During his career he represented three clubs in three countries, mainly Standard Liège and Udinese. He died at the young age of 35 from the effects of a pulmonary embolism.

Club career
After having started playing football with R. Charleroi SC, Genaux began his professional career aged 17 at Standard Liège, where he helped to win one Belgian Cup and achieved two Pro League runner-up places.

In 1996 Genaux moved to England, joining Coventry City. However, his spell at the club lasted just half a season, with only four Premier League appearances before he signed, in January 1997, with Italy's Udinese Calcio.

Due to persisting injuries during the most part of his career, Genaux retired at just 29, after having returned to Standard for a final season.
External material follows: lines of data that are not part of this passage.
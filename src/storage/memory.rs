//! In-memory preflabel store

use super::traits::{PreflabelRecord, PreflabelStore, StorageResult};
use crate::group::ConceptGroup;
use chrono::Utc;
use dashmap::DashMap;

/// Preflabel store held in a sharded concurrent map.
///
/// Each upsert runs under the entry lock of its key, so concurrent batches
/// touching the same key serialize while different keys proceed in parallel.
#[derive(Debug, Default)]
pub struct MemoryPreflabelStore {
    records: DashMap<String, PreflabelRecord>,
}

impl MemoryPreflabelStore {
    pub fn new() -> Self {
        Self::default()
    }
}

impl PreflabelStore for MemoryPreflabelStore {
    fn lookup(&self, key: &str) -> StorageResult<Option<String>> {
        Ok(self.records.get(key).map(|r| r.preflabel.clone()))
    }

    fn upsert(&self, group: &ConceptGroup) -> StorageResult<String> {
        let entry = self
            .records
            .entry(group.key.clone())
            .and_modify(|r| r.total += group.total as u64)
            .or_insert_with(|| PreflabelRecord {
                key: group.key.clone(),
                preflabel: group.preflabel.clone(),
                total: group.total as u64,
                created_at: Utc::now(),
            });
        Ok(entry.preflabel.clone())
    }

    fn record(&self, key: &str) -> StorageResult<Option<PreflabelRecord>> {
        Ok(self.records.get(key).map(|r| r.clone()))
    }

    fn count(&self) -> StorageResult<usize> {
        Ok(self.records.len())
    }

    fn reset(&self) -> StorageResult<()> {
        self.records.clear();
        Ok(())
    }
}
Afterwards he moved into coaching, starting with the youths at R.A.A. Louviéroise and R.C.S. Verviétois; for a few months in 2006, he took the reins of third division side RFC Sérésien (formerly Seraing).

International career
Genaux played 22 times (being selected 27) with Belgium, the first being on 16 February 1992, in a friendly match against Tunisia, aged not yet 19. He seemed poised to be the successor of Eric Gerets in the Diables Rouges, although he was not picked up for the 1994 FIFA World Cup.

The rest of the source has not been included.